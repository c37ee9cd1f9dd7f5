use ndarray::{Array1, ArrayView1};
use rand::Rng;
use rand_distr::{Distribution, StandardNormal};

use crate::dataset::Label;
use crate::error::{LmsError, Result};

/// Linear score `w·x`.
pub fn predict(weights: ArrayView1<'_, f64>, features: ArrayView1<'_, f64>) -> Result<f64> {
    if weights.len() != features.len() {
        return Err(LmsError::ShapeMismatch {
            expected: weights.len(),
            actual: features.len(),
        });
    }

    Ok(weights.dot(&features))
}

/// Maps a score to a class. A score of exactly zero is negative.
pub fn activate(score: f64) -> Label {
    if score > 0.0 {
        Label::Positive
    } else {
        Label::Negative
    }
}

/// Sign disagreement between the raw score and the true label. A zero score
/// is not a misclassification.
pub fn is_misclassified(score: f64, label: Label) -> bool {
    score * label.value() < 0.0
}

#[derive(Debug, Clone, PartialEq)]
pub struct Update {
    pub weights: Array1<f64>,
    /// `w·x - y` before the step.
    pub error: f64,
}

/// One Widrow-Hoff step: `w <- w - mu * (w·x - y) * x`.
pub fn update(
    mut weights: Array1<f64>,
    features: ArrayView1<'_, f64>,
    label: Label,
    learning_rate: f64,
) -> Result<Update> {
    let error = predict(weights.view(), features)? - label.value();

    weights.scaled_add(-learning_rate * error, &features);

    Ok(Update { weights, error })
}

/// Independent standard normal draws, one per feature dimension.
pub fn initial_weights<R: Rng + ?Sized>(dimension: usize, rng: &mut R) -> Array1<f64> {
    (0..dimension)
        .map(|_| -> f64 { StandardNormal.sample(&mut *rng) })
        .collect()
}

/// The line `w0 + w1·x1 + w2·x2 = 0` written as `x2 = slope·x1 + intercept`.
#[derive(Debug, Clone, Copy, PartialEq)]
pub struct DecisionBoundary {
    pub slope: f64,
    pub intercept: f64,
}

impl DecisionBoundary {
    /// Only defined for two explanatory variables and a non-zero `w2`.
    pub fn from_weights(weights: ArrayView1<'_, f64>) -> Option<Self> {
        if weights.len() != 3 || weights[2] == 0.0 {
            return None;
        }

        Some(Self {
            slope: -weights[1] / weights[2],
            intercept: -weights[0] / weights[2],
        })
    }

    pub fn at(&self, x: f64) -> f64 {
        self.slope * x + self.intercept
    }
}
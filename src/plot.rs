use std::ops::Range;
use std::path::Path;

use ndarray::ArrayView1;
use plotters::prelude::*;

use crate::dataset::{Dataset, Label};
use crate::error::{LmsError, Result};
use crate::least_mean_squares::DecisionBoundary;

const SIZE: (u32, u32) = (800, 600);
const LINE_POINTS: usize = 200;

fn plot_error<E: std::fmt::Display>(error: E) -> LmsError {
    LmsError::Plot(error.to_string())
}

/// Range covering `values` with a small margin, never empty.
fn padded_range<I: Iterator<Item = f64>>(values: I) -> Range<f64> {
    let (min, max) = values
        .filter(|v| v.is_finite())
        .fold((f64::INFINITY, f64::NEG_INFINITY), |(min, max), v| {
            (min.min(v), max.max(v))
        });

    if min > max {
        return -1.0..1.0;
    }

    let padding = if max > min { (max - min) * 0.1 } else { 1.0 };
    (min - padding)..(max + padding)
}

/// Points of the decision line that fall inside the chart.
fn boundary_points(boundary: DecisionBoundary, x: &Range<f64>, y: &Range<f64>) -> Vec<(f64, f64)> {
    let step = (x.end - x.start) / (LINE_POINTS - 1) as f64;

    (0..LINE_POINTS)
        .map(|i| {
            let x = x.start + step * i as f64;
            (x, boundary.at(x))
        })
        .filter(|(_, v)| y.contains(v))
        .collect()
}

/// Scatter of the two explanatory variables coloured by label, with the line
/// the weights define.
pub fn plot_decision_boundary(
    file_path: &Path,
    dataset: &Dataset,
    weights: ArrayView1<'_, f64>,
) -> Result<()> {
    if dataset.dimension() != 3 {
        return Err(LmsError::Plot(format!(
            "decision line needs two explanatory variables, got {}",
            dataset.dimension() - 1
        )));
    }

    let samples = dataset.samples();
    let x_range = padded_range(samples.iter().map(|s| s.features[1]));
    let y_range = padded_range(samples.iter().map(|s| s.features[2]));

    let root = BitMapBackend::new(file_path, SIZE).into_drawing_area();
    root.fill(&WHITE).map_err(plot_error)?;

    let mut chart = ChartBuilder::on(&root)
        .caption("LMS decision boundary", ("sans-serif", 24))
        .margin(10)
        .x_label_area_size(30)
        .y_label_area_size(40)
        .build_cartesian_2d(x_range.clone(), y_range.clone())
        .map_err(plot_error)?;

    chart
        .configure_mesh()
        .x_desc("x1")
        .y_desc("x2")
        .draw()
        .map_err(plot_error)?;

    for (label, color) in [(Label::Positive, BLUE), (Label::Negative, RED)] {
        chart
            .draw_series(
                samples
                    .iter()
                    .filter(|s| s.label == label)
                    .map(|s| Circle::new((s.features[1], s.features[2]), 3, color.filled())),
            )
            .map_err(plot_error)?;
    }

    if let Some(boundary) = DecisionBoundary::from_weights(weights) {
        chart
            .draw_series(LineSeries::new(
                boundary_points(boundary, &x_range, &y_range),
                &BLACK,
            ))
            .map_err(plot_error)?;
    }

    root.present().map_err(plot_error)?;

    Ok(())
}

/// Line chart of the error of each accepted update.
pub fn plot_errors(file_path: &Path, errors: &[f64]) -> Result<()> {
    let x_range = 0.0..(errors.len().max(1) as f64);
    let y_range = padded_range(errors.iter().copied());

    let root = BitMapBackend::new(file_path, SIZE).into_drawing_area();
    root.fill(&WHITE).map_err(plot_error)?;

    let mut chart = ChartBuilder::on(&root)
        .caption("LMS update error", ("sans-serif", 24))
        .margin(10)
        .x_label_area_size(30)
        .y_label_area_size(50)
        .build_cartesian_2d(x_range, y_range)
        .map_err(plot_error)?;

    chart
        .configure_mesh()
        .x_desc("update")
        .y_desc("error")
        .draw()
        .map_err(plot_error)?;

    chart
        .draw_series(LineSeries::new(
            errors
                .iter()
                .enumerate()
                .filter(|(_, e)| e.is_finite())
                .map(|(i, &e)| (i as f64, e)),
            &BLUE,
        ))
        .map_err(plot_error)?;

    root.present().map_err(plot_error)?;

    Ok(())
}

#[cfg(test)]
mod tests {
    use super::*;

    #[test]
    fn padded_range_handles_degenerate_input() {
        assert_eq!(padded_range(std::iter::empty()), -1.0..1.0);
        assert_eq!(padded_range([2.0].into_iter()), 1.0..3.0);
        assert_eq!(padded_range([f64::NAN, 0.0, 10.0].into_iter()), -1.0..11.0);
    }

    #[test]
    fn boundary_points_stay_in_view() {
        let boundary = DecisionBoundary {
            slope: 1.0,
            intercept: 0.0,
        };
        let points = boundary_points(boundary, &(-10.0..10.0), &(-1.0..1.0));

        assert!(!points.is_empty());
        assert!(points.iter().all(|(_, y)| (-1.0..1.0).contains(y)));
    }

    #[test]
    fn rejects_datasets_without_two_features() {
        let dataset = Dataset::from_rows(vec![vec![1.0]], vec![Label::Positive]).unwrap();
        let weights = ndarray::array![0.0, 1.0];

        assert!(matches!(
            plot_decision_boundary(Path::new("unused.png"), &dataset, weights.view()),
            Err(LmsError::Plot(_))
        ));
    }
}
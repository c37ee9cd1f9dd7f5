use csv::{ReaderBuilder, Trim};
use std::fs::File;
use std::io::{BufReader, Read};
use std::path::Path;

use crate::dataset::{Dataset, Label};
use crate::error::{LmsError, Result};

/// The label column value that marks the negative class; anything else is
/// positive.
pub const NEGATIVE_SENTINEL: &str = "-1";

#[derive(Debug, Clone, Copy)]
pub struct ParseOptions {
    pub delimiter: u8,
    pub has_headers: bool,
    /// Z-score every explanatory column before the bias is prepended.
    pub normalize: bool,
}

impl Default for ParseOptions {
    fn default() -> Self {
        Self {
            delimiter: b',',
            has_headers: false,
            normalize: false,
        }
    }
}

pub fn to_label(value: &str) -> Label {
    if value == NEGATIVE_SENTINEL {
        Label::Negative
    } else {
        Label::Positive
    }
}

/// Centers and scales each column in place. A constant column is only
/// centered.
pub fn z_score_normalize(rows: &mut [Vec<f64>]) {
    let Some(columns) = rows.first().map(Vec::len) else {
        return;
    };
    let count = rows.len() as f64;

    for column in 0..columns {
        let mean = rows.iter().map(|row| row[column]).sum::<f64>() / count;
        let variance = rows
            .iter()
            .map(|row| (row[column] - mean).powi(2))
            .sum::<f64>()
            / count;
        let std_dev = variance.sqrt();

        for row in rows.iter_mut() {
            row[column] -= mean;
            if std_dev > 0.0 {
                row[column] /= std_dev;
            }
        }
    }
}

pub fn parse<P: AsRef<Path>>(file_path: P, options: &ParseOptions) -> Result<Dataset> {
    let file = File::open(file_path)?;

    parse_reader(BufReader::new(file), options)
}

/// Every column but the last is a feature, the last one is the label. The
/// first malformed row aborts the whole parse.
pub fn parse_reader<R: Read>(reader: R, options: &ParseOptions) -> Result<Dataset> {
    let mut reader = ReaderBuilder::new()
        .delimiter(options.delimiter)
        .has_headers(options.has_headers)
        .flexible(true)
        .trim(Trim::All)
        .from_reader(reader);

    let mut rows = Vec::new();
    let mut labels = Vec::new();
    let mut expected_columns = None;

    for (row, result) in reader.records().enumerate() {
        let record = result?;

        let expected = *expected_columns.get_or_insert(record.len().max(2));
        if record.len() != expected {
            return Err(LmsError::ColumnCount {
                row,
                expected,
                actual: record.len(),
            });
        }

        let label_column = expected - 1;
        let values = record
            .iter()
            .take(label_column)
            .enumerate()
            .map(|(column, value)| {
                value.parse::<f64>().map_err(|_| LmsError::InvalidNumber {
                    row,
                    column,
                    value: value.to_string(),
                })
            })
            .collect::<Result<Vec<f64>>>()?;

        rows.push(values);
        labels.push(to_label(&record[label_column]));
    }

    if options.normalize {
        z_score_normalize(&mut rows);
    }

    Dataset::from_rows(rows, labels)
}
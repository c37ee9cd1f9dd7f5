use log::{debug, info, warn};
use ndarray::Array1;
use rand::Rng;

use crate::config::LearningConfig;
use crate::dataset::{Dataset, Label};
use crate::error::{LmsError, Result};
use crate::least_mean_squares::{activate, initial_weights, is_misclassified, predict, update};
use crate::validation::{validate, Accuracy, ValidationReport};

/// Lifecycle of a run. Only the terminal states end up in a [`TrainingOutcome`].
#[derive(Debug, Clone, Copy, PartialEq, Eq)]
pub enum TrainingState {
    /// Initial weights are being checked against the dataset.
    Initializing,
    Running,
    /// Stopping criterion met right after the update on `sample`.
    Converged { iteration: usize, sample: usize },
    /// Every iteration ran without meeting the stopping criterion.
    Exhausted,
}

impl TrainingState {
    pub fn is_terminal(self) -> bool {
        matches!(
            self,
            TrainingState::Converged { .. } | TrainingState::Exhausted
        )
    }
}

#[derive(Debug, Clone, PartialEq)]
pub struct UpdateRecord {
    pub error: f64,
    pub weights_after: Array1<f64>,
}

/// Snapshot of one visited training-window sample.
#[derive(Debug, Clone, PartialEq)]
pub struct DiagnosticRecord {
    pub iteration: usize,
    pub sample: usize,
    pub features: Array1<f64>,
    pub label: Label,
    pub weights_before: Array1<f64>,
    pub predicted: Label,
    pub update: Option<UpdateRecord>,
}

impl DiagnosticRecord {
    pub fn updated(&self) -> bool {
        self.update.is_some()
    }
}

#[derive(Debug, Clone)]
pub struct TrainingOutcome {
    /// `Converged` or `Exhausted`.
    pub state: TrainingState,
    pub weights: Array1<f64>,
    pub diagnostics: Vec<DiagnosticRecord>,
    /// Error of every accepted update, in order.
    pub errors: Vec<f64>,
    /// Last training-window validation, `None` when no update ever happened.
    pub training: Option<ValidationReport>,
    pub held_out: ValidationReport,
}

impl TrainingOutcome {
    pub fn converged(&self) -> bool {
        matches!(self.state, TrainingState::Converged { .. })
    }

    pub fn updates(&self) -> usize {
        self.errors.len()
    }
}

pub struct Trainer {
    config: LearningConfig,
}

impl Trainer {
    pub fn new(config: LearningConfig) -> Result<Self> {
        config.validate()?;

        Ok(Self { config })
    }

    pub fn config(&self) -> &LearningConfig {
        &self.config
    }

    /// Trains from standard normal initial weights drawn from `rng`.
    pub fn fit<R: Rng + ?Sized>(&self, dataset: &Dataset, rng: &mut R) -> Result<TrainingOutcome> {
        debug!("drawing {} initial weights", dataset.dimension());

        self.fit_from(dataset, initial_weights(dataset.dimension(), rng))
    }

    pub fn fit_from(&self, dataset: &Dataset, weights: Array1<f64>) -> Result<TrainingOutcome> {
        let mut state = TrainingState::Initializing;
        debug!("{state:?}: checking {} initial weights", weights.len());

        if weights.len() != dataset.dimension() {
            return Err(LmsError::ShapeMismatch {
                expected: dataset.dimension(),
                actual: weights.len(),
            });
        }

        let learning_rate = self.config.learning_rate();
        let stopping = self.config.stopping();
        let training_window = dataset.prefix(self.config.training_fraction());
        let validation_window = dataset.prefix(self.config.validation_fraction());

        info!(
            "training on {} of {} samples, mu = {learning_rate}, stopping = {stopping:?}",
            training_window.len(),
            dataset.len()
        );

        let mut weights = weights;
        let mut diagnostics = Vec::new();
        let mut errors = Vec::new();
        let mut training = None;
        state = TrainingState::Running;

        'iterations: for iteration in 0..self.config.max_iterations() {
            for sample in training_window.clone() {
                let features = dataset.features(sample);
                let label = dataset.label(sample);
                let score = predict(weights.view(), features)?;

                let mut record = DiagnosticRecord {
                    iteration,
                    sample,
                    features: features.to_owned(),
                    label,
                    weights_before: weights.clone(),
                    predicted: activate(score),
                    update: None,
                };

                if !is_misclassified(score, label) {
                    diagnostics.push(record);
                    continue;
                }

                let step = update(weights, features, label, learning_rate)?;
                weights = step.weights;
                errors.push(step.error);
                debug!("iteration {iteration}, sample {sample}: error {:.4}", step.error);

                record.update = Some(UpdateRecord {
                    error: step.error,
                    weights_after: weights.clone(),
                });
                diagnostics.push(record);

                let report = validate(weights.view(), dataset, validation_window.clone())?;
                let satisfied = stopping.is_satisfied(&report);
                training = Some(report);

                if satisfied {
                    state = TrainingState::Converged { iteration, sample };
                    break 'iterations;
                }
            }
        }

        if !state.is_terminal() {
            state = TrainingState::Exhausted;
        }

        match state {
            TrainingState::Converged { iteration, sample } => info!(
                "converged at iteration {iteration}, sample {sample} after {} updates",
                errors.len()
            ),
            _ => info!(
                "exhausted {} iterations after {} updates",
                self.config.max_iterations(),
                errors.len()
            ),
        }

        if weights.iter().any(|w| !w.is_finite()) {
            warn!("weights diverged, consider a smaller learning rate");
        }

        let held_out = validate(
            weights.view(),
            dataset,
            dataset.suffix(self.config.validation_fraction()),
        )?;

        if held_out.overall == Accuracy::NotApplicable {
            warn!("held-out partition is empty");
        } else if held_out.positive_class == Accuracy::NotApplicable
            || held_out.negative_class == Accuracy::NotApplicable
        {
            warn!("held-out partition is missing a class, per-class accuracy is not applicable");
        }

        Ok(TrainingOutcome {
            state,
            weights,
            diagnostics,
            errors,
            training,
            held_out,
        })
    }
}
================================
TASK DETAILS => Check all the records above and select each line where the string "ParseOptions" is found.

EXERCISE ANSWER =>
pub struct ParseOptions {
impl Default for ParseOptions {
pub fn parse<P: AsRef<Path>>(file_path: P, options: &ParseOptions) -> Result<Dataset> {
pub fn parse_reader<R: Read>(reader: R, options: &ParseOptions) -> Result<Dataset> {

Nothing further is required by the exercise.